One of the most striking Aboriginal engravings around Cottage Point, this ten-foot high man or deity takes up most of a small rock outcrop on a ridge above Cottage Point Road. He was documented by both W.D. Campbell and R.H. Mathews in the 1890s, Mathews describing him as a “an aboriginal warrior with his clubs, shield and boomerang, having his head decorated in the usual manner”. McCarthy many years later described him as “an ancestral being of the Baiami type”.
The Baiame (deity) figure is holding a shield in one hand; in the other he is holding a boomerang or cone-headed club. From his left arm hangs a dilly bag, “probably a string or netted bag containing magical objects” (McCarthy).
The most unusual feature of this Baiame figure are his “conical horns or horn-like ears”.
The boomerang or waddy (Campbell) or cone headed club (McCarthy) in his right hand is quite deeply cut.
On the shield is a faint J-shaped motif, which may represent a fish-hook.
Inside the figure’s body is what has been described as a bird – although this is not at all obvious.

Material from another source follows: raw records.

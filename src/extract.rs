//! Text extraction for uploaded documents.
//!
//! Uploads arrive as raw bytes plus a MIME type; this module returns plain
//! UTF-8 text for the chunker. PDF is the primary format; plain text and
//! markdown pass through unchanged.

/// Supported MIME types.
pub const MIME_PDF: &str = "application/pdf";
pub const MIME_TEXT: &str = "text/plain";
pub const MIME_MARKDOWN: &str = "text/markdown";

use crate::error::PipelineError;

/// Extract plain text from raw document bytes.
///
/// Does not panic on malformed input; a corrupt file surfaces as
/// [`PipelineError::ExtractionFailure`]. Emptiness of the result is judged
/// by the caller, which owns the empty-document policy.
pub fn extract_text(bytes: &[u8], mime_type: &str) -> Result<String, PipelineError> {
    match mime_type {
        MIME_PDF => pdf_extract::extract_text_from_mem(bytes)
            .map_err(|e| PipelineError::ExtractionFailure(e.to_string())),
        MIME_TEXT | MIME_MARKDOWN => Ok(String::from_utf8_lossy(bytes).into_owned()),
        other => Err(PipelineError::ExtractionFailure(format!(
            "unsupported content-type: {}",
            other
        ))),
    }
}

/// Detect a MIME type from a file extension (CLI convenience; web callers
/// pass the upload's declared type).
pub fn detect_mime_type(file_name: &str) -> &'static str {
    match file_name.rsplit('.').next() {
        Some("pdf") => MIME_PDF,
        Some("md") => MIME_MARKDOWN,
        _ => MIME_TEXT,
    }
}

#[cfg(test)]
mod tests {
    use super::*;

    #[test]
    fn unsupported_content_type_returns_error() {
        let err = extract_text(b"foo", "application/octet-stream").unwrap_err();
        assert!(matches!(err, PipelineError::ExtractionFailure(_)));
    }

    #[test]
    fn invalid_pdf_returns_error() {
        let err = extract_text(b"not a pdf", MIME_PDF).unwrap_err();
        assert!(matches!(err, PipelineError::ExtractionFailure(_)));
    }

    #[test]
    fn plain_text_passes_through() {
        let text = extract_text("des notes de cours".as_bytes(), MIME_TEXT).unwrap();
        assert_eq!(text, "des notes de cours");
    }

    #[test]
    fn detects_mime_from_extension() {
        assert_eq!(detect_mime_type("Chapitre 2 - Gestion.pdf"), MIME_PDF);
        assert_eq!(detect_mime_type("notes.md"), MIME_MARKDOWN);
        assert_eq!(detect_mime_type("notes.txt"), MIME_TEXT);
    }
}
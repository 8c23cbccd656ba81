//! SQLite store tests over a scratch database file.
//!
//! Exercises the schema-level invariants the pipeline relies on: the
//! `(owner_id, sha256)` unique index, transactional source+chunk writes,
//! ownership-checked deletes, and the orphaned-blob ledger.

use tempfile::TempDir;

use docvault::db;
use docvault::error::PipelineError;
use docvault::migrate::run_migrations;
use docvault::models::{ChunkRecord, NewSource};
use docvault::store::{SqliteStore, Store};

async fn open_store(tmp: &TempDir) -> SqliteStore {
    let pool = db::connect(&tmp.path().join("data").join("dv.sqlite"))
        .await
        .unwrap();
    run_migrations(&pool).await.unwrap();
    SqliteStore::new(pool)
}

fn source(owner_id: i64, sha256: &str) -> NewSource {
    NewSource {
        owner_id,
        name: "cours.pdf".to_string(),
        storage_key: format!("{}/abc-cours.pdf", owner_id),
        sha256: sha256.to_string(),
        file_size: 1024,
        mime_type: "application/pdf".to_string(),
        uploaded_at: 1_700_000_000,
    }
}

fn chunk(index: i64, content: &str, embedding: Vec<f32>) -> ChunkRecord {
    ChunkRecord {
        content: content.to_string(),
        embedding,
        chunk_index: index,
        char_start: index * 800,
        char_end: index * 800 + 1000,
        page: None,
        metadata: None,
    }
}

#[tokio::test]
async fn migrations_are_idempotent() {
    let tmp = TempDir::new().unwrap();
    let pool = db::connect(&tmp.path().join("dv.sqlite")).await.unwrap();
    run_migrations(&pool).await.unwrap();
    run_migrations(&pool).await.unwrap();
}

#[tokio::test]
async fn insert_then_find_by_hash_and_list() {
    let tmp = TempDir::new().unwrap();
    let store = open_store(&tmp).await;

    let id = store
        .insert_source_with_chunks(
            &source(1, "hash-a"),
            &[chunk(0, "first", vec![1.0, 0.0]), chunk(1, "second", vec![0.0, 1.0])],
        )
        .await
        .unwrap();

    assert_eq!(store.find_source_by_hash(1, "hash-a").await.unwrap(), Some(id));
    assert_eq!(store.find_source_by_hash(1, "hash-b").await.unwrap(), None);
    assert_eq!(store.find_source_by_hash(2, "hash-a").await.unwrap(), None);
    assert_eq!(store.count_chunks(id).await.unwrap(), 2);

    let sources = store.list_sources(1).await.unwrap();
    assert_eq!(sources.len(), 1);
    assert_eq!(sources[0].id, id);
    assert_eq!(sources[0].sha256, "hash-a");
    assert_eq!(sources[0].mime_type, "application/pdf");
}

#[tokio::test]
async fn unique_index_rejects_same_owner_and_hash() {
    let tmp = TempDir::new().unwrap();
    let store = open_store(&tmp).await;

    store
        .insert_source_with_chunks(&source(1, "hash-a"), &[chunk(0, "one", vec![1.0])])
        .await
        .unwrap();

    let err = store
        .insert_source_with_chunks(&source(1, "hash-a"), &[chunk(0, "one", vec![1.0])])
        .await
        .unwrap_err();
    assert!(matches!(err, PipelineError::DuplicateSource));

    // The failed transaction left no chunk rows behind.
    assert_eq!(store.chunk_vectors().await.unwrap().len(), 1);

    // Same hash under another owner is fine.
    store
        .insert_source_with_chunks(&source(2, "hash-a"), &[chunk(0, "one", vec![1.0])])
        .await
        .unwrap();
}

#[tokio::test]
async fn delete_is_transactional_and_ownership_checked() {
    let tmp = TempDir::new().unwrap();
    let store = open_store(&tmp).await;

    let id = store
        .insert_source_with_chunks(
            &source(1, "hash-a"),
            &[chunk(0, "one", vec![1.0]), chunk(1, "two", vec![2.0])],
        )
        .await
        .unwrap();

    // Wrong owner: nothing happens.
    assert_eq!(store.delete_source(2, id).await.unwrap(), None);
    assert_eq!(store.count_chunks(id).await.unwrap(), 2);

    let key = store.delete_source(1, id).await.unwrap().unwrap();
    assert_eq!(key, "1/abc-cours.pdf");
    assert_eq!(store.count_chunks(id).await.unwrap(), 0);
    assert!(store.list_sources(1).await.unwrap().is_empty());
    assert_eq!(store.find_source_by_hash(1, "hash-a").await.unwrap(), None);

    // Already gone.
    assert_eq!(store.delete_source(1, id).await.unwrap(), None);
}

#[tokio::test]
async fn chunk_vectors_round_trip_in_id_order() {
    let tmp = TempDir::new().unwrap();
    let store = open_store(&tmp).await;

    store
        .insert_source_with_chunks(
            &source(1, "hash-a"),
            &[
                chunk(0, "alpha", vec![1.0, -2.5, 3.125]),
                chunk(1, "beta", vec![0.5, 0.25, -0.125]),
            ],
        )
        .await
        .unwrap();

    let vectors = store.chunk_vectors().await.unwrap();
    assert_eq!(vectors.len(), 2);
    assert!(vectors[0].chunk_id < vectors[1].chunk_id);
    assert_eq!(vectors[0].content, "alpha");
    assert_eq!(vectors[0].embedding, vec![1.0, -2.5, 3.125]);
    assert_eq!(vectors[1].embedding, vec![0.5, 0.25, -0.125]);
    assert_eq!(vectors[0].source_name, "cours.pdf");
    assert_eq!(vectors[0].storage_key, "1/abc-cours.pdf");
}

#[tokio::test]
async fn orphan_ledger_records_once_and_clears() {
    let tmp = TempDir::new().unwrap();
    let store = open_store(&tmp).await;

    store.record_orphaned_blob("1/k-a.pdf").await.unwrap();
    store.record_orphaned_blob("1/k-a.pdf").await.unwrap();
    store.record_orphaned_blob("1/k-b.pdf").await.unwrap();

    let keys = store.orphaned_blobs().await.unwrap();
    assert_eq!(keys.len(), 2);
    assert!(keys.contains(&"1/k-a.pdf".to_string()));

    store.remove_orphaned_blob("1/k-a.pdf").await.unwrap();
    assert_eq!(store.orphaned_blobs().await.unwrap(), vec!["1/k-b.pdf"]);
}
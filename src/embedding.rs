//! Embedding provider abstraction and the OpenAI implementation.
//!
//! The [`Embedder`] trait maps a batch of texts to fixed-dimension vectors,
//! preserving order and cardinality. [`OpenAiEmbedder`] calls the OpenAI
//! embeddings API with internal batching, a request timeout, and exponential
//! backoff for transient errors:
//! - HTTP 429 (rate limited) and 5xx (server error) → retry
//! - HTTP 4xx (client error, not 429) → fail immediately
//! - Network errors → retry
//! - Backoff: 1s, 2s, 4s, 8s, 16s, 32s (capped at 2^5)
//!
//! Also provides vector utilities shared by ingestion and search:
//! - [`cosine_similarity`] — compute similarity between two vectors
//! - [`vec_to_blob`] — encode a `Vec<f32>` as little-endian bytes for
//!   SQLite BLOB storage
//! - [`blob_to_vec`] — decode a SQLite BLOB back into a `Vec<f32>`

use std::time::Duration;

use async_trait::async_trait;
use tracing::debug;

use crate::config::EmbeddingConfig;
use crate::error::PipelineError;

/// Maps text to fixed-dimension vectors.
///
/// Implementations guarantee one output vector per input text, in input
/// order, each of [`dims`](Embedder::dims) components. Failures surface as
/// [`PipelineError::EmbeddingFailure`]; they are never reported as zero
/// vectors.
#[async_trait]
pub trait Embedder: Send + Sync {
    /// Returns the model identifier (e.g. `"text-embedding-3-small"`).
    fn model_name(&self) -> &str;

    /// Returns the embedding vector dimensionality (e.g. `1536`).
    fn dims(&self) -> usize;

    /// Embed a batch of texts. Batch splitting is the implementation's
    /// concern; callers may pass any number of texts.
    async fn embed(&self, texts: &[String]) -> Result<Vec<Vec<f32>>, PipelineError>;
}

/// Embed a single query text.
///
/// Convenience wrapper around [`Embedder::embed`] for search queries.
pub async fn embed_query(embedder: &dyn Embedder, text: &str) -> Result<Vec<f32>, PipelineError> {
    let results = embedder.embed(&[text.to_string()]).await?;
    results
        .into_iter()
        .next()
        .ok_or_else(|| PipelineError::EmbeddingFailure("empty embedding response".to_string()))
}

/// Embedding provider using the OpenAI API.
///
/// Calls the `POST /v1/embeddings` endpoint with the configured model.
/// Requires the `OPENAI_API_KEY` environment variable to be set.
pub struct OpenAiEmbedder {
    model: String,
    dims: usize,
    batch_size: usize,
    max_retries: u32,
    api_key: String,
    client: reqwest::Client,
}

impl OpenAiEmbedder {
    /// Create a new OpenAI embedder from configuration.
    ///
    /// # Errors
    ///
    /// Returns [`PipelineError::ConfigurationError`] if `OPENAI_API_KEY` is
    /// not in the environment or the HTTP client cannot be built.
    pub fn new(config: &EmbeddingConfig) -> Result<Self, PipelineError> {
        let api_key = std::env::var("OPENAI_API_KEY").map_err(|_| {
            PipelineError::ConfigurationError("OPENAI_API_KEY environment variable not set".into())
        })?;

        let client = reqwest::Client::builder()
            .timeout(Duration::from_secs(config.timeout_secs))
            .build()
            .map_err(|e| PipelineError::ConfigurationError(e.to_string()))?;

        Ok(Self {
            model: config.model.clone(),
            dims: config.dims,
            batch_size: config.batch_size.max(1),
            max_retries: config.max_retries,
            api_key,
            client,
        })
    }

    async fn embed_batch(&self, texts: &[String]) -> Result<Vec<Vec<f32>>, PipelineError> {
        let body = serde_json::json!({
            "model": self.model,
            "input": texts,
        });

        let mut last_err = None;

        for attempt in 0..=self.max_retries {
            if attempt > 0 {
                let delay = Duration::from_secs(1 << (attempt - 1).min(5));
                tokio::time::sleep(delay).await;
            }

            let resp = self
                .client
                .post("https://api.openai.com/v1/embeddings")
                .header("Authorization", format!("Bearer {}", self.api_key))
                .header("Content-Type", "application/json")
                .json(&body)
                .send()
                .await;

            match resp {
                Ok(response) => {
                    let status = response.status();

                    if status.is_success() {
                        let json: serde_json::Value = response
                            .json()
                            .await
                            .map_err(|e| PipelineError::EmbeddingFailure(e.to_string()))?;
                        return parse_embeddings_response(&json, texts.len());
                    }

                    // Rate limited or server error — retry
                    if status.as_u16() == 429 || status.is_server_error() {
                        let body_text = response.text().await.unwrap_or_default();
                        last_err = Some(PipelineError::EmbeddingFailure(format!(
                            "provider error {}: {}",
                            status, body_text
                        )));
                        continue;
                    }

                    // Client error (not 429) — don't retry
                    let body_text = response.text().await.unwrap_or_default();
                    return Err(PipelineError::EmbeddingFailure(format!(
                        "provider error {}: {}",
                        status, body_text
                    )));
                }
                Err(e) => {
                    last_err = Some(PipelineError::EmbeddingFailure(e.to_string()));
                    continue;
                }
            }
        }

        Err(last_err
            .unwrap_or_else(|| PipelineError::EmbeddingFailure("failed after retries".into())))
    }
}

#[async_trait]
impl Embedder for OpenAiEmbedder {
    fn model_name(&self) -> &str {
        &self.model
    }

    fn dims(&self) -> usize {
        self.dims
    }

    async fn embed(&self, texts: &[String]) -> Result<Vec<Vec<f32>>, PipelineError> {
        let mut vectors = Vec::with_capacity(texts.len());

        for batch in texts.chunks(self.batch_size) {
            debug!(batch_len = batch.len(), model = %self.model, "embedding batch");
            let batch_vectors = self.embed_batch(batch).await?;
            vectors.extend(batch_vectors);
        }

        for vector in &vectors {
            if vector.len() != self.dims {
                return Err(PipelineError::ConfigurationError(format!(
                    "model '{}' returned {}-dimension vectors, expected {}",
                    self.model,
                    vector.len(),
                    self.dims
                )));
            }
        }

        Ok(vectors)
    }
}

/// Parse the embeddings API response JSON.
///
/// Items are ordered by their `index` field, so the output lines up with
/// the input batch even if the provider reorders the `data` array.
fn parse_embeddings_response(
    json: &serde_json::Value,
    expected: usize,
) -> Result<Vec<Vec<f32>>, PipelineError> {
    let data = json.get("data").and_then(|d| d.as_array()).ok_or_else(|| {
        PipelineError::EmbeddingFailure("invalid response: missing data array".into())
    })?;

    if data.len() != expected {
        return Err(PipelineError::EmbeddingFailure(format!(
            "invalid response: {} embeddings for {} inputs",
            data.len(),
            expected
        )));
    }

    let mut indexed: Vec<(usize, Vec<f32>)> = Vec::with_capacity(data.len());

    for (position, item) in data.iter().enumerate() {
        let index = item
            .get("index")
            .and_then(|i| i.as_u64())
            .map(|i| i as usize)
            .unwrap_or(position);

        let embedding = item
            .get("embedding")
            .and_then(|e| e.as_array())
            .ok_or_else(|| {
                PipelineError::EmbeddingFailure("invalid response: missing embedding".into())
            })?;

        let vector: Vec<f32> = embedding
            .iter()
            .map(|v| v.as_f64().unwrap_or(0.0) as f32)
            .collect();

        indexed.push((index, vector));
    }

    indexed.sort_by_key(|(index, _)| *index);
    Ok(indexed.into_iter().map(|(_, vector)| vector).collect())
}

/// Encode a float vector as a BLOB (little-endian f32 bytes).
///
/// Each `f32` is stored as 4 bytes in little-endian order, producing a BLOB
/// of `vec.len() × 4` bytes.
pub fn vec_to_blob(vec: &[f32]) -> Vec<u8> {
    let mut bytes = Vec::with_capacity(vec.len() * 4);
    for &v in vec {
        bytes.extend_from_slice(&v.to_le_bytes());
    }
    bytes
}

/// Decode a BLOB back into a float vector.
///
/// Reverses [`vec_to_blob`]: reads 4-byte little-endian `f32` values from
/// the byte slice.
pub fn blob_to_vec(blob: &[u8]) -> Vec<f32> {
    blob.chunks_exact(4)
        .map(|chunk| f32::from_le_bytes([chunk[0], chunk[1], chunk[2], chunk[3]]))
        .collect()
}

/// Compute cosine similarity between two vectors.
///
/// Returns a value in `[-1.0, 1.0]`: `1.0` = identical direction, `0.0` =
/// orthogonal, `-1.0` = opposite. Equals `1 − cosine distance`. Returns
/// `0.0` for empty vectors or vectors of different lengths; callers that
/// treat length mismatch as a configuration error check lengths first.
pub fn cosine_similarity(a: &[f32], b: &[f32]) -> f32 {
    if a.len() != b.len() || a.is_empty() {
        return 0.0;
    }

    let mut dot = 0.0f32;
    let mut norm_a = 0.0f32;
    let mut norm_b = 0.0f32;

    for (x, y) in a.iter().zip(b.iter()) {
        dot += x * y;
        norm_a += x * x;
        norm_b += y * y;
    }

    let denom = norm_a.sqrt() * norm_b.sqrt();
    if denom < f32::EPSILON {
        return 0.0;
    }

    dot / denom
}

#[cfg(test)]
mod tests {
    use super::*;

    #[test]
    fn vec_blob_roundtrip() {
        let vec = vec![1.0f32, -2.5, 3.125, 0.0, -0.001];
        let blob = vec_to_blob(&vec);
        assert_eq!(blob.len(), 20);
        assert_eq!(blob_to_vec(&blob), vec);
    }

    #[test]
    fn cosine_identical() {
        let v = vec![1.0, 2.0, 3.0];
        assert!((cosine_similarity(&v, &v) - 1.0).abs() < 1e-6);
    }

    #[test]
    fn cosine_orthogonal() {
        let a = vec![1.0, 0.0, 0.0];
        let b = vec![0.0, 1.0, 0.0];
        assert!(cosine_similarity(&a, &b).abs() < 1e-6);
    }

    #[test]
    fn cosine_opposite() {
        let a = vec![1.0, 0.0];
        let b = vec![-1.0, 0.0];
        assert!((cosine_similarity(&a, &b) + 1.0).abs() < 1e-6);
    }

    #[test]
    fn cosine_degenerate_inputs() {
        assert_eq!(cosine_similarity(&[], &[]), 0.0);
        assert_eq!(cosine_similarity(&[1.0, 2.0], &[1.0]), 0.0);
        assert_eq!(cosine_similarity(&[0.0, 0.0], &[1.0, 1.0]), 0.0);
    }

    #[test]
    fn response_items_reordered_by_index() {
        let json = serde_json::json!({
            "data": [
                { "index": 1, "embedding": [2.0, 2.0] },
                { "index": 0, "embedding": [1.0, 1.0] },
            ]
        });
        let vectors = parse_embeddings_response(&json, 2).unwrap();
        assert_eq!(vectors[0], vec![1.0, 1.0]);
        assert_eq!(vectors[1], vec![2.0, 2.0]);
    }

    #[test]
    fn response_cardinality_mismatch_rejected() {
        let json = serde_json::json!({
            "data": [ { "index": 0, "embedding": [1.0] } ]
        });
        let err = parse_embeddings_response(&json, 2).unwrap_err();
        assert!(matches!(err, PipelineError::EmbeddingFailure(_)));
    }

    #[test]
    fn response_missing_data_rejected() {
        let json = serde_json::json!({ "error": { "message": "boom" } });
        assert!(parse_embeddings_response(&json, 1).is_err());
    }
}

Beside Baiame’s right foot is a fish. Both the bird and the fish may indicate a totemic association.
As well as the different interpretation of whether the man is a warrier or a deity, Campbell’s sketch (left) included the fish by the figure’s right foot, and the hook within the shield. The sketch by Mathews (right) incorrectly depicts the figure with six toes on one foot and four on the other foot (both feet have five toes).